EXERCISE:
The answer should consist of every line in the material below that has the word "crate".

########

//! Commit history analysis: what changed since the last release, and what
//! kind of change each commit describes.

pub mod change_analyzer;
pub mod classifier;

pub use change_analyzer::ChangeAnalyzer;
pub use classifier::classify;
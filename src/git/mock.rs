use crate::domain::{CommitEntry, TagPattern};
use crate::error::{ReleaseError, Result};
use crate::git::Repository;
use std::cell::RefCell;
use std::collections::{BTreeSet, HashMap};
use std::path::{Path, PathBuf};

/// A commit recorded by [MockRepository::commit_paths].
#[derive(Debug, Clone, PartialEq, Eq)]
pub struct RecordedCommit {
    pub paths: Vec<String>,
    pub message: String,
}

/// Mock repository for testing without actual git operations
///
/// History is scripted up front; write operations are recorded so tests can
/// assert on what the publisher did.
pub struct MockRepository {
    workdir: PathBuf,
    branch: String,
    tags: RefCell<BTreeSet<String>>,
    commits: Vec<CommitEntry>,
    changed_paths: BTreeSet<String>,
    remotes: HashMap<String, String>,
    fail_push: bool,
    recorded_commits: RefCell<Vec<RecordedCommit>>,
    annotated_tags: RefCell<Vec<(String, String)>>,
    pushes: RefCell<Vec<(String, String, String)>>,
}

impl MockRepository {
    /// Create a mock whose working tree is `workdir`, on branch `main`
    pub fn new(workdir: impl Into<PathBuf>) -> Self {
        MockRepository {
            workdir: workdir.into(),
            branch: "main".to_string(),
            tags: RefCell::new(BTreeSet::new()),
            commits: Vec::new(),
            changed_paths: BTreeSet::new(),
            remotes: HashMap::new(),
            fail_push: false,
            recorded_commits: RefCell::new(Vec::new()),
            annotated_tags: RefCell::new(Vec::new()),
            pushes: RefCell::new(Vec::new()),
        }
    }

    /// Add an existing tag reachable from HEAD
    pub fn add_tag(&mut self, name: impl Into<String>) {
        self.tags.get_mut().insert(name.into());
    }

    /// Add a commit after the latest tag; call newest first
    pub fn add_commit(&mut self, commit: CommitEntry) {
        self.commits.push(commit);
    }

    pub fn add_changed_path(&mut self, path: impl Into<String>) {
        self.changed_paths.insert(path.into());
    }

    pub fn set_branch(&mut self, branch: impl Into<String>) {
        self.branch = branch.into();
    }

    pub fn add_remote(&mut self, name: impl Into<String>, url: impl Into<String>) {
        self.remotes.insert(name.into(), url.into());
    }

    /// Make every subsequent push fail with a network error
    pub fn fail_pushes(&mut self) {
        self.fail_push = true;
    }

    pub fn recorded_commits(&self) -> Vec<RecordedCommit> {
        self.recorded_commits.borrow().clone()
    }

    pub fn annotated_tags(&self) -> Vec<(String, String)> {
        self.annotated_tags.borrow().clone()
    }

    pub fn pushes(&self) -> Vec<(String, String, String)> {
        self.pushes.borrow().clone()
    }
}

impl Repository for MockRepository {
    fn workdir(&self) -> &Path {
        &self.workdir
    }

    fn latest_tag(&self, pattern: &TagPattern) -> Result<Option<String>> {
        Ok(self
            .tags
            .borrow()
            .iter()
            .filter_map(|name| pattern.parse(name).map(|version| (version, name.clone())))
            .max()
            .map(|(_, name)| name))
    }

    fn commits_since(&self, tag: &str) -> Result<Vec<CommitEntry>> {
        if !self.tags.borrow().contains(tag) {
            return Err(ReleaseError::tag(format!("Cannot find tag '{}'", tag)));
        }
        Ok(self.commits.clone())
    }

    fn changed_paths_since(&self, tag: &str) -> Result<BTreeSet<String>> {
        if !self.tags.borrow().contains(tag) {
            return Err(ReleaseError::tag(format!("Cannot find tag '{}'", tag)));
        }
        Ok(self.changed_paths.clone())
    }

    fn current_branch(&self) -> Result<String> {
        Ok(self.branch.clone())
    }

    fn remote_url(&self, remote: &str) -> Result<Option<String>> {
        Ok(self.remotes.get(remote).cloned())
    }

    fn tag_exists(&self, name: &str) -> Result<bool> {
        Ok(self.tags.borrow().contains(name))
    }

    fn commit_paths(&self, paths: &[String], message: &str) -> Result<String> {
        let mut commits = self.recorded_commits.borrow_mut();
        commits.push(RecordedCommit {
            paths: paths.to_vec(),
            message: message.to_string(),
        });
        Ok(format!("{:040x}", commits.len()))
    }

    fn create_annotated_tag(&self, name: &str, message: &str) -> Result<()> {
        if !self.tags.borrow_mut().insert(name.to_string()) {
            return Err(ReleaseError::tag(format!("Tag '{}' already exists", name)));
        }
        self.annotated_tags
            .borrow_mut()
            .push((name.to_string(), message.to_string()));
        Ok(())
    }

    fn push(&self, remote: &str, branch: &str, tag: &str) -> Result<()> {
        if self.fail_push {
            return Err(ReleaseError::remote("Network error during push: mock"));
        }
        if !self.remotes.contains_key(remote) {
            return Err(ReleaseError::remote(format!("Cannot find remote '{}'", remote)));
        }
        self.pushes
            .borrow_mut()
            .push((remote.to_string(), branch.to_string(), tag.to_string()));
        Ok(())
    }
}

########

WRITTEN ANSWER:
use crate::domain::{CommitEntry, TagPattern};
use crate::error::{ReleaseError, Result};
use crate::git::Repository;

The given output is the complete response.